Every book changes the reader's life. At the very least, every book consumes time that can never be regained. But some books have far-reaching effects. For example, one year ago, when I came home for the summer after my first year of college, my older brother's books included a book called “One Day in the Life of Ivan Denisovich.” This short story by Alexander Solzhenitsyn had a profound effect on me. Before reading this book, I knew nothing about the Gulag, the great suffering of those imprisoned there, or the threat of totalitarian ambitions. (I wasn't in high school yet, so I don't mean to criticize my teachers in the 1960s, but I think it's a good book for any middle school student to read.)
Of the thousands of books I have been fortunate enough to read, very few explicitly suggest I change my own behavior, much less successfully do so, but Rosen's book does just that, and she succeeded before I finished it.

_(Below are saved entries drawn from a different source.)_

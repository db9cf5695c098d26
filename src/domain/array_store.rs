//! Append-only in-memory store of uploaded arrays.

use std::sync::Arc;

use serde::Serialize;
use tokio::sync::RwLock;
use utoipa::ToSchema;

use crate::codec::NpyArray;

/// Listing entry for one stored array.
#[derive(Debug, Clone, PartialEq, Eq, Serialize, ToSchema)]
pub struct ArrayMetadata {
    /// Position in the store, assigned at upload.
    pub index: usize,
    /// Array dimensions.
    pub shape: Vec<usize>,
    /// NumPy dtype name.
    pub dtype: String,
}

/// Indexed array storage. Indices are dense and never reused.
#[derive(Debug, Default)]
pub struct ArrayStore {
    arrays: RwLock<Vec<Arc<NpyArray>>>,
}

impl ArrayStore {
    /// Creates an empty store.
    #[must_use]
    pub fn new() -> Self {
        Self::default()
    }

    /// Appends an array and returns its index.
    pub async fn add(&self, array: NpyArray) -> usize {
        let mut arrays = self.arrays.write().await;
        arrays.push(Arc::new(array));
        arrays.len() - 1
    }

    /// Returns the array at `index`, if any.
    pub async fn get(&self, index: usize) -> Option<Arc<NpyArray>> {
        self.arrays.read().await.get(index).map(Arc::clone)
    }

    /// Returns shape and dtype for every stored array, in index order.
    pub async fn list(&self) -> Vec<ArrayMetadata> {
        self.arrays
            .read()
            .await
            .iter()
            .enumerate()
            .map(|(index, array)| ArrayMetadata {
                index,
                shape: array.shape().to_vec(),
                dtype: array.dtype().name().to_string(),
            })
            .collect()
    }

    /// Number of stored arrays.
    pub async fn count(&self) -> usize {
        self.arrays.read().await.len()
    }

    /// Removes every stored array.
    pub async fn clear(&self) {
        self.arrays.write().await.clear();
    }
}
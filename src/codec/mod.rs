//! Array file codecs.
//!
//! Only the NumPy `.npy` format is supported. Arrays are decoded into
//! [`NpyArray`] values that carry their shape and element type.

pub mod npy;

pub use npy::{ArrayData, CodecError, DType, NpyArray, decode, encode};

The Annihilation of Experience is about technology and the many effects it has on the world at large and on all readers. Example: “Our personal technologies, especially our mobile phones, are taking up huge amounts of our citizens’ attention.” Of course, it’s hard to argue with this, but as you read anecdote after anecdote and research summary, it’s hard not to denounce your willing, perhaps unwitting, complicity in technology’s continued subjugation of everything in your life if you use your phone to scroll or text while waiting in line at the supermarket or pharmacy.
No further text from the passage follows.